Electronic digital logic circuitry – Function of and – or – nand – nor – or not – Field-effect transistor
Reexamination Certificate
1999-12-06
2001-11-13
Tokar, Michael (Department: 2819)
Electronic digital logic circuitry
Function of and, or, nand, nor, or not
Field-effect transistor
C326S027000
Reexamination Certificate
active
06316964
ABSTRACT:
BACKGROUND OF THE INVENTION
1. Field of the Invention
The present invention relates to a method for generating differential tri-states and a differential tri-state circuit being able to output three states including a first signal state, a second signal state and a high impedance state.
2. Description of the Related Art
To transmit a logic signal between integrated circuits by using two signals each having a small-amplitude to be transmitted through transmission paths such as two bus lines in communication systems, computers and the like, two methods, one being a single-phase transmission system and the other being a differential-phase transmission system, are available. In the single-phase transmission system, one small-amplitude signal for transmission use is transmitted through two bus lines. In the differential-phase transmission system, two signals are used, i.e., a small-amplitude signal, which is equivalent to the signal used in the single-phase transmission system, is transmitted through one line of the two bus lines and a small-amplitude signal being in reverse phase is simultaneously transmitted through the other line of the two bus lines.
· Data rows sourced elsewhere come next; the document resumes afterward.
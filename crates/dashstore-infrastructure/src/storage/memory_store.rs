//! In-memory key-value store.

use dashstore_core::error::Result;
use dashstore_core::store::KeyValueStore;
use std::collections::BTreeMap;

/// A `KeyValueStore` held entirely in memory.
///
/// Nothing survives the process. Used for tests and for hosts that persist the
/// record themselves.
#[derive(Debug, Clone, Default, PartialEq, Eq)]
pub struct MemoryStore {
    entries: BTreeMap<String, String>,
}

impl MemoryStore {
    pub fn new() -> Self {
        Self::default()
    }

    /// Returns a copy of every entry.
    pub fn snapshot(&self) -> BTreeMap<String, String> {
        self.entries.clone()
    }

    pub fn len(&self) -> usize {
        self.entries.len()
    }

    pub fn is_empty(&self) -> bool {
        self.entries.is_empty()
    }
}

impl<K, V> FromIterator<(K, V)> for MemoryStore
where
    K: Into<String>,
    V: Into<String>,
{
    fn from_iter<I: IntoIterator<Item = (K, V)>>(iter: I) -> Self {
        Self {
            entries: iter
                .into_iter()
                .map(|(k, v)| (k.into(), v.into()))
                .collect(),
        }
    }
}

impl KeyValueStore for MemoryStore {
    fn get(&self, key: &str) -> Option<String> {
        self.entries.get(key).cloned()
    }

    fn set(&mut self, key: &str, value: &str) -> Result<()> {
        self.entries.insert(key.to_string(), value.to_string());
        Ok(())
    }

    fn remove(&mut self, key: &str) -> Result<()> {
        self.entries.remove(key);
        Ok(())
    }

    fn keys(&self) -> Vec<String> {
        self.entries.keys().cloned().collect()
    }
}
//! Startup entry point for migrations.
//!
//! Hosts call [`run_startup_migrations`] once, before any feature code reads
//! the store. Failures are logged and reported as [`StartupOutcome::Degraded`]
//! so the host can keep running on the unmigrated record.

use crate::migration::MigrationRunner;
use dashstore_core::error::DashStoreError;
use dashstore_core::migration::MigrationReport;
use dashstore_core::store::KeyValueStore;

/// Result of the startup migration pass.
#[derive(Debug, Clone, PartialEq, Eq)]
pub enum StartupOutcome {
    /// Every pending migration was applied (possibly none).
    Migrated(MigrationReport),
    /// The pass failed; the store is left at the last successful unit.
    Degraded(DashStoreError),
}

impl StartupOutcome {
    pub fn is_degraded(&self) -> bool {
        matches!(self, Self::Degraded(_))
    }
}

/// Runs pending migrations without ever failing the caller.
pub fn run_startup_migrations(
    store: &mut dyn KeyValueStore,
    runner: &mut MigrationRunner,
) -> StartupOutcome {
    match runner.run(store) {
        Ok(report) => StartupOutcome::Migrated(report),
        Err(e) => {
            if e.is_storage_unavailable() {
                tracing::error!("Storage unavailable; continuing without migrations: {}", e);
            } else {
                tracing::error!(
                    "Migrations failed; continuing in degraded mode (retried on next start): {}",
                    e
                );
            }
            StartupOutcome::Degraded(e)
        }
    }
}

#[cfg(test)]
mod tests {
    use super::*;
    use crate::migration::{builtin_registry, MigrationRegistry};
    use crate::storage::MemoryStore;
    use dashstore_core::migration::{Migration, RunnerState};
    use std::io;
    use std::sync::{Arc, Mutex};

    struct AlwaysFails;

    impl Migration for AlwaysFails {
        fn id(&self) -> &str {
            "20210101000000-always-fails"
        }

        fn description(&self) -> &str {
            "always fails"
        }

        fn run(&self, _store: &mut dyn KeyValueStore) -> anyhow::Result<()> {
            anyhow::bail!("legacy value is unreadable")
        }
    }

    #[derive(Clone, Default)]
    struct CapturedLogs(Arc<Mutex<Vec<u8>>>);

    impl io::Write for CapturedLogs {
        fn write(&mut self, buf: &[u8]) -> io::Result<usize> {
            self.0.lock().unwrap().extend_from_slice(buf);
            Ok(buf.len())
        }

        fn flush(&mut self) -> io::Result<()> {
            Ok(())
        }
    }

    #[test]
    fn test_successful_startup() {
        let mut runner = MigrationRunner::new(builtin_registry().unwrap());
        let mut store = MemoryStore::new();

        let outcome = run_startup_migrations(&mut store, &mut runner);

        let report = match outcome {
            StartupOutcome::Migrated(report) => report,
            StartupOutcome::Degraded(e) => panic!("expected Migrated, got {:?}", e),
        };
        assert_eq!(report.state, RunnerState::Completed);
        assert_eq!(report.applied.len(), 3);
    }

    #[test]
    fn test_failure_is_degraded_not_fatal() {
        let registry = MigrationRegistry::new(vec![Arc::new(AlwaysFails)]).unwrap();
        let mut runner = MigrationRunner::new(registry);
        let mut store = MemoryStore::new();

        let outcome = run_startup_migrations(&mut store, &mut runner);

        assert!(outcome.is_degraded());
        assert_eq!(runner.state(), RunnerState::Failed);
        assert!(store.is_empty());
    }

    #[test]
    fn test_failure_is_logged_as_error_once() {
        let logs = CapturedLogs::default();
        let writer = logs.clone();
        let subscriber = tracing_subscriber::fmt()
            .with_max_level(tracing::Level::DEBUG)
            .with_ansi(false)
            .with_writer(move || writer.clone())
            .finish();

        let registry = MigrationRegistry::new(vec![Arc::new(AlwaysFails)]).unwrap();
        let mut runner = MigrationRunner::new(registry);
        let mut store = MemoryStore::new();

        let outcome = tracing::subscriber::with_default(subscriber, || {
            run_startup_migrations(&mut store, &mut runner)
        });

        assert!(outcome.is_degraded());
        let output = String::from_utf8(logs.0.lock().unwrap().clone()).unwrap();
        assert_eq!(output.matches("ERROR").count(), 1, "{}", output);
    }
}
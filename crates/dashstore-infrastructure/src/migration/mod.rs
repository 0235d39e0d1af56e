//! Versioned migrations for the persisted key-value record.
//!
//! # Architecture
//!
//! ```text
//! ┌──────────────────────────────────────────────────────────┐
//! │                    MigrationRunner                       │
//! │  reads marker → registry.pending(marker) → run each      │
//! │  unit → compare-and-set marker to the unit's id          │
//! └──────────────────────────────────────────────────────────┘
//!                             │
//!                             V
//!                    MigrationRegistry
//!                 (sorted by MigrationId)
//!                             │
//!          ┌──────────────────┼──────────────────┐
//!          V                  V                  V
//!  ConsolidateSelected   RenameSnakeCase   CamelCaseDesk
//!  CustomItemKeys        Keys              Settings
//! ```
//!
//! # Adding a Migration
//!
//! 1. Generate an identifier: `dashstore new-id <slug>`
//! 2. Implement `Migration` in a module here. `run` must be a no-op once its
//!    legacy data is gone, because a failed pass retries the unit from the
//!    start.
//! 3. Add the unit to `builtin_registry()`. Position in the list does not
//!    matter; the registry sorts by identifier.

mod camel_case;
mod custom_item_keys;
mod registry;
mod runner;

// Public API
pub use registry::{MigrationRegistry, RegisteredMigration};
pub use runner::{MigrationRunner, DEFAULT_MARKER_KEY};

// Re-export specific migrations for advanced use cases
pub use camel_case::{
    snake_to_camel, CamelCaseDeskSettings, RenameSnakeCaseKeys, DESK_SETTINGS_KEY,
    LEGACY_SNAKE_CASE_KEYS,
};
pub use custom_item_keys::{ConsolidateSelectedCustomItemKeys, CONSOLIDATED_KEY, LEGACY_SUFFIX};

use dashstore_core::error::Result;
use std::sync::Arc;

/// Builds the registry of every migration shipped with this build.
///
/// # Errors
///
/// Returns an error if a built-in unit has a malformed or duplicate
/// identifier.
pub fn builtin_registry() -> Result<MigrationRegistry> {
    MigrationRegistry::new(vec![
        Arc::new(ConsolidateSelectedCustomItemKeys),
        Arc::new(RenameSnakeCaseKeys),
        Arc::new(CamelCaseDeskSettings),
    ])
}
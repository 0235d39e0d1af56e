pub mod bootstrap;
pub mod config_service;
pub mod migration;
pub mod paths;
pub mod storage;

pub use crate::bootstrap::{run_startup_migrations, StartupOutcome};
pub use crate::config_service::{ConfigService, StoreConfig};
pub use crate::migration::{builtin_registry, MigrationRegistry, MigrationRunner};
pub use crate::storage::{JsonFileStore, MemoryStore};
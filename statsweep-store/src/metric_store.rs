//! In-memory metric store.
//!
//! Buffers the records emitted by a gather cycle until the caller drains
//! them.

use std::sync::{PoisonError, RwLock, RwLockReadGuard, RwLockWriteGuard};
use tracing::debug;

use statsweep_core::{MetricRecord, MetricSink};

// ============================================================================
// Metric Store
// ============================================================================

/// Thread-safe accumulator of metric records.
#[derive(Debug, Default)]
pub struct MetricStore {
    records: RwLock<Vec<MetricRecord>>,
}

impl MetricStore {
    /// Creates an empty store.
    pub fn new() -> Self {
        Self::default()
    }

    fn read(&self) -> RwLockReadGuard<'_, Vec<MetricRecord>> {
        self.records.read().unwrap_or_else(PoisonError::into_inner)
    }

    fn write(&self) -> RwLockWriteGuard<'_, Vec<MetricRecord>> {
        self.records.write().unwrap_or_else(PoisonError::into_inner)
    }

    /// Returns a copy of every stored record, oldest first.
    pub fn records(&self) -> Vec<MetricRecord> {
        self.read().clone()
    }

    /// Number of stored records.
    pub fn len(&self) -> usize {
        self.read().len()
    }

    /// Returns true if nothing has been stored.
    pub fn is_empty(&self) -> bool {
        self.read().is_empty()
    }

    /// Removes and returns every stored record, oldest first.
    pub fn drain(&self) -> Vec<MetricRecord> {
        let drained = std::mem::take(&mut *self.write());
        if !drained.is_empty() {
            debug!(count = drained.len(), "Drained metric store");
        }
        drained
    }
}

impl MetricSink for MetricStore {
    fn emit(&self, record: MetricRecord) {
        self.write().push(record);
    }
}
//! Store error types.

use std::path::PathBuf;
use thiserror::Error;

use statsweep_core::CoreError;
use statsweep_fetch::FetchError;

/// Errors that can occur in the store.
#[derive(Debug, Error)]
pub enum StoreError {
    /// Configuration file does not exist.
    #[error("Config file not found: {}", .0.display())]
    ConfigNotFound(PathBuf),

    /// Configuration failed validation.
    #[error("Configuration error: {0}")]
    Config(String),

    /// IO error.
    #[error("IO error: {0}")]
    Io(#[from] std::io::Error),

    /// TOML parse error.
    #[error("Parse error: {0}")]
    Parse(#[from] toml::de::Error),

    /// TOML serialization error.
    #[error("TOML serialization error: {0}")]
    TomlSerialization(#[from] toml::ser::Error),

    /// Core model error.
    #[error(transparent)]
    Core(#[from] CoreError),

    /// HTTP client setup error.
    #[error("Fetch error: {0}")]
    Fetch(#[from] FetchError),
}

impl StoreError {
    /// Returns true if the configuration itself is missing or wrong, as
    /// opposed to a failure while acting on a valid one.
    pub fn is_config_error(&self) -> bool {
        matches!(
            self,
            Self::ConfigNotFound(_) | Self::Config(_) | Self::Parse(_) | Self::Core(_)
        )
    }
}

#[cfg(test)]
mod tests {
    use super::*;

    #[test]
    fn test_field_spec_error_passes_through() {
        let err: StoreError = CoreError::InvalidFieldSpec {
            name: "viewCount".to_string(),
            reason: "path is empty".to_string(),
        }
        .into();
        assert_eq!(err.to_string(), "Invalid field spec 'viewCount': path is empty");
    }

    #[test]
    fn test_not_found_shows_path() {
        let err = StoreError::ConfigNotFound(PathBuf::from("/tmp/none.toml"));
        assert!(err.to_string().contains("/tmp/none.toml"));
    }

    #[test]
    fn test_config_error_classification() {
        assert!(StoreError::ConfigNotFound(PathBuf::from("/tmp/none.toml")).is_config_error());
        assert!(StoreError::Config("max_pages must be at least 1".into()).is_config_error());
        assert!(!StoreError::Fetch(FetchError::Transport("tls".into())).is_config_error());
        assert!(!StoreError::Io(std::io::Error::other("disk full")).is_config_error());
    }
}
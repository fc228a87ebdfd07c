//! Field configuration.

use serde::{Deserialize, Serialize};

use crate::error::CoreError;

/// A metric field name plus the JSON path used to read it from a detail document.
///
/// Paths are dot-separated. `#` maps the rest of the path over an array,
/// digits index into an array, and `\.` escapes a literal dot in a key.
///
/// ```
/// use statsweep_core::FieldSpec;
///
/// let spec = FieldSpec::new("viewCount", "items.#.statistics.viewCount");
/// assert!(spec.validate().is_ok());
/// ```
#[derive(Debug, Clone, PartialEq, Eq, Hash, Serialize, Deserialize)]
pub struct FieldSpec {
    /// Name of the field in emitted metrics.
    pub name: String,
    /// JSON path into the detail document.
    pub path: String,
}

impl FieldSpec {
    /// Creates a new field spec.
    pub fn new(name: impl Into<String>, path: impl Into<String>) -> Self {
        Self {
            name: name.into(),
            path: path.into(),
        }
    }

    /// Validates the spec.
    ///
    /// # Errors
    ///
    /// Returns `CoreError::InvalidFieldSpec` if the name or path is empty,
    /// or if the path contains an empty segment (e.g. `a..b`).
    pub fn validate(&self) -> Result<(), CoreError> {
        if self.name.trim().is_empty() {
            return Err(self.invalid("name is empty"));
        }
        if self.path.is_empty() {
            return Err(self.invalid("path is empty"));
        }
        if has_empty_segment(&self.path) {
            return Err(self.invalid("path contains an empty segment"));
        }
        Ok(())
    }

    fn invalid(&self, reason: &str) -> CoreError {
        CoreError::InvalidFieldSpec {
            name: self.name.clone(),
            reason: reason.to_string(),
        }
    }
}

/// Returns true if splitting `path` on unescaped dots yields an empty segment.
///
/// `\.` is part of a key, so `a\..b` splits into `a.` and `b`.
fn has_empty_segment(path: &str) -> bool {
    let mut segment_len = 0usize;
    let mut chars = path.chars().peekable();

    while let Some(c) = chars.next() {
        match c {
            '\\' if chars.peek() == Some(&'.') => {
                chars.next();
                segment_len += 1;
            }
            '.' => {
                if segment_len == 0 {
                    return true;
                }
                segment_len = 0;
            }
            _ => segment_len += 1,
        }
    }
    segment_len == 0
}
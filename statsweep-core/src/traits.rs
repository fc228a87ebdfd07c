//! Trait definitions for Statsweep.

use crate::models::MetricRecord;

/// Downstream accumulator for metric records.
///
/// Implementors receive records from concurrently running item tasks, so
/// `emit` must tolerate concurrent calls and makes no ordering promise.
/// Emission never fails from the caller's point of view; an implementation
/// that can fail internally must log and swallow the failure itself.
pub trait MetricSink: Send + Sync {
    /// Appends one record.
    fn emit(&self, record: MetricRecord);
}

impl<S: MetricSink + ?Sized> MetricSink for std::sync::Arc<S> {
    fn emit(&self, record: MetricRecord) {
        (**self).emit(record);
    }
}

impl<S: MetricSink + ?Sized> MetricSink for &S {
    fn emit(&self, record: MetricRecord) {
        (**self).emit(record);
    }
}
//! Paginated listing requests.

use serde_json::Value;
use tracing::{debug, instrument, warn};

use crate::context::FetchContext;
use crate::error::FetchError;
use crate::json_path::{resolve, resolve_str};
use crate::request::RequestTemplate;

// ============================================================================
// Listing Spec
// ============================================================================

/// Static parameters of a paginated listing endpoint.
#[derive(Debug, Clone, PartialEq, Eq)]
pub struct ListingSpec {
    /// Listing endpoint URL.
    pub url: String,
    /// Query parameter naming the collection, e.g. `playlistId`.
    pub collection_param: Option<String>,
    /// Collection identifier sent in `collection_param`.
    pub collection_id: Option<String>,
    /// Query parameter carrying the page size, e.g. `maxResults`.
    pub page_size_param: String,
    /// Requested page size. `None` leaves it to the server.
    pub page_size: Option<u32>,
    /// Query parameter carrying the continuation token, e.g. `pageToken`.
    pub token_param: String,
    /// Path of the continuation token in the response, e.g. `nextPageToken`.
    pub token_path: String,
    /// Path of the item identifiers in the response.
    pub items_path: String,
}

impl ListingSpec {
    /// Creates a listing spec with the conventional parameter names.
    pub fn new(url: impl Into<String>, items_path: impl Into<String>) -> Self {
        Self {
            url: url.into(),
            collection_param: None,
            collection_id: None,
            page_size_param: "maxResults".to_string(),
            page_size: None,
            token_param: "pageToken".to_string(),
            token_path: "nextPageToken".to_string(),
            items_path: items_path.into(),
        }
    }

    /// Sets the collection parameter and identifier.
    pub fn with_collection(mut self, param: impl Into<String>, id: impl Into<String>) -> Self {
        self.collection_param = Some(param.into());
        self.collection_id = Some(id.into());
        self
    }

    /// Sets the page size.
    pub fn with_page_size(mut self, page_size: u32) -> Self {
        self.page_size = Some(page_size);
        self
    }
}

// ============================================================================
// Collection Page
// ============================================================================

/// One page of a listing response.
#[derive(Debug, Clone, PartialEq)]
pub struct CollectionPage {
    /// Parsed response body.
    pub body: Value,
    /// Token for the next page; `None` on the last page.
    pub continuation_token: Option<String>,
}

impl CollectionPage {
    /// Returns true if this is the last page.
    pub fn is_last(&self) -> bool {
        self.continuation_token.is_none()
    }

    /// Extracts the item identifiers found at `items_path`, in page order.
    ///
    /// Entries that are not non-empty strings are skipped and logged.
    pub fn item_identifiers(&self, items_path: &str) -> Vec<String> {
        let Some(resolved) = resolve(&self.body, items_path) else {
            debug!(path = items_path, "No items on page");
            return Vec::new();
        };

        match resolved.as_ref() {
            Value::Array(items) => items
                .iter()
                .filter_map(|item| match item {
                    Value::String(id) if !id.is_empty() => Some(id.clone()),
                    other => {
                        warn!(path = items_path, value = %other, "Skipping non-string item identifier");
                        None
                    }
                })
                .collect(),
            Value::String(id) if !id.is_empty() => vec![id.clone()],
            other => {
                warn!(path = items_path, value = %other, "Item path did not resolve to identifiers");
                Vec::new()
            }
        }
    }
}

// ============================================================================
// Page Fetcher
// ============================================================================

/// Issues single requests against a paginated listing endpoint.
///
/// Never retries; a failed page is returned to the caller as is.
#[derive(Debug, Clone)]
pub struct PageFetcher {
    listing: ListingSpec,
    template: RequestTemplate,
}

impl PageFetcher {
    /// Creates a page fetcher.
    pub fn new(listing: ListingSpec, template: RequestTemplate) -> Self {
        Self { listing, template }
    }

    /// Returns the listing spec.
    pub fn listing(&self) -> &ListingSpec {
        &self.listing
    }

    /// Fetches one page, passing `token` when continuing a listing.
    ///
    /// An empty-string continuation token in the response counts as absent.
    ///
    /// # Errors
    ///
    /// Returns transport, status, and body errors from [`FetchContext::fetch_json`].
    #[instrument(skip(self, ctx), fields(url = %self.listing.url))]
    pub async fn fetch_page(
        &self,
        ctx: &FetchContext,
        token: Option<&str>,
    ) -> Result<CollectionPage, FetchError> {
        let page_size = self.listing.page_size.map(|n| n.to_string());

        let mut params: Vec<(&str, &str)> = Vec::with_capacity(3);
        if let (Some(param), Some(id)) = (&self.listing.collection_param, &self.listing.collection_id) {
            params.push((param.as_str(), id.as_str()));
        }
        if let Some(ref size) = page_size {
            params.push((self.listing.page_size_param.as_str(), size.as_str()));
        }
        if let Some(token) = token {
            params.push((self.listing.token_param.as_str(), token));
        }

        let request = self.template.build(&self.listing.url, &params)?;
        let body = ctx.fetch_json(request).await?;
        let continuation_token = resolve_str(&body, &self.listing.token_path);

        debug!(has_next = continuation_token.is_some(), "Fetched page");
        Ok(CollectionPage {
            body,
            continuation_token,
        })
    }
}

#[cfg(test)]
mod tests {
    use super::*;
    use serde_json::json;

    #[test]
    fn test_item_identifiers_from_mapped_path() {
        let page = CollectionPage {
            body: json!({"items": [
                {"snippet": {"resourceId": {"videoId": "a"}}},
                {"snippet": {"resourceId": {"videoId": 5}}},
                {"snippet": {"resourceId": {"videoId": "b"}}}
            ]}),
            continuation_token: None,
        };
        assert_eq!(
            page.item_identifiers("items.#.snippet.resourceId.videoId"),
            vec!["a", "b"]
        );
        assert!(page.is_last());
    }

    #[test]
    fn test_item_identifiers_missing() {
        let page = CollectionPage {
            body: json!({"kind": "empty"}),
            continuation_token: Some("t".to_string()),
        };
        assert!(page.item_identifiers("items.#.id").is_empty());
        assert!(!page.is_last());
    }

    #[test]
    fn test_listing_builder() {
        let listing = ListingSpec::new("https://example.com/list", "items.#.id")
            .with_collection("playlistId", "PL1")
            .with_page_size(50);
        assert_eq!(listing.collection_id.as_deref(), Some("PL1"));
        assert_eq!(listing.page_size, Some(50));
        assert_eq!(listing.token_param, "pageToken");
    }
}
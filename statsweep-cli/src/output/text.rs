//! Text output formatting.

use statsweep_collect::GatherReport;
use statsweep_core::MetricRecord;
use std::io::IsTerminal;

// ============================================================================
// ANSI Colors
// ============================================================================

const RESET: &str = "\x1b[0m";
const BOLD: &str = "\x1b[1m";
const DIM: &str = "\x1b[2m";
const GREEN: &str = "\x1b[32m";
const YELLOW: &str = "\x1b[33m";
const RED: &str = "\x1b[31m";

/// Returns true if output to a stream should carry ANSI colors.
pub fn use_colors(no_color: bool, stream_is_terminal: bool) -> bool {
    !no_color && stream_is_terminal
}

/// Text formatter with optional colors.
pub struct TextFormatter {
    use_colors: bool,
}

impl TextFormatter {
    /// Creates a new text formatter.
    pub fn new(use_colors: bool) -> Self {
        Self { use_colors }
    }

    /// Creates a formatter for stdout, colored only on a terminal.
    pub fn for_stdout(no_color: bool) -> Self {
        Self::new(use_colors(no_color, std::io::stdout().is_terminal()))
    }

    /// Creates a formatter for stderr, colored only on a terminal.
    pub fn for_stderr(no_color: bool) -> Self {
        Self::new(use_colors(no_color, std::io::stderr().is_terminal()))
    }

    /// Formats a record as `tag_key=tag field=value ...`.
    pub fn format_record(&self, record: &MetricRecord) -> String {
        let mut line = self.bold(&format!("{}={}", record.tag_key(), record.tag()));
        for (name, value) in record.fields() {
            line.push(' ');
            line.push_str(&format!("{name}={value}"));
        }
        line
    }

    /// Formats the summary of a gather cycle, one line per failed item.
    pub fn format_report(&self, report: &GatherReport) -> String {
        let mut lines = Vec::with_capacity(report.item_errors.len() + 1);

        let (mark, color) = if report.is_clean() {
            ("✓", GREEN)
        } else {
            ("!", YELLOW)
        };
        lines.push(format!("{} {report}", self.color(mark, color)));

        if report.empty > 0 {
            lines.push(self.dim(&format!(
                "  {} items had none of the configured fields",
                report.empty
            )));
        }
        for item in &report.item_errors {
            lines.push(format!("  {} {item}", self.color("✗", RED)));
        }

        lines.join("\n")
    }

    fn color(&self, text: &str, color: &str) -> String {
        if self.use_colors {
            format!("{color}{text}{RESET}")
        } else {
            text.to_string()
        }
    }

    fn bold(&self, text: &str) -> String {
        self.color(text, BOLD)
    }

    fn dim(&self, text: &str) -> String {
        self.color(text, DIM)
    }
}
Operations of the differential-phase transmission system are described below. In the differential-phase transmission system, to transmit a logic signal between integrated circuits by using two signals to be transmitted through two bus lines, an output circuit to send out a logic signal to these transmission paths is used. If one signal being transmitted through one of two transmission paths is at a high level, it is defined as a logical 1 and the other signal being transmitted through the other of the two transmission paths is at a low level, it is defined as a logical 0 (zero). That is, a logic signal (hereinafter referred to as a “transmission signal”) to be transmitted by the output circuit is composed of two signals to be transmitted through the two transmission paths. Moreover, when the output circuit is outputting the logical 1 or 0, it is hereinafter defined that “the output circuit is outputting the 1 state or 0 state”.
Conventionally, an amplitude of a voltage between a high level signal and a low level signal is near to that of a supply power voltage applied to integrated circuits in most cases. However, in recent years, the amplitude of the voltage applied between the high level signal and the low level signal is made small for transmission purpose. For example, in an output circuit using conventional CMOS interface specifications, an amplitude of the transmission signal is approximately equal to a supply power voltage, i.e., about 5 volts or about 3 volts, in general. On the other hand, in an output circuit using LVDS (Low Voltage Differential Signaling) interface specifications, an amplitude of the transmission signal is as extremely small as about 0.3 volts.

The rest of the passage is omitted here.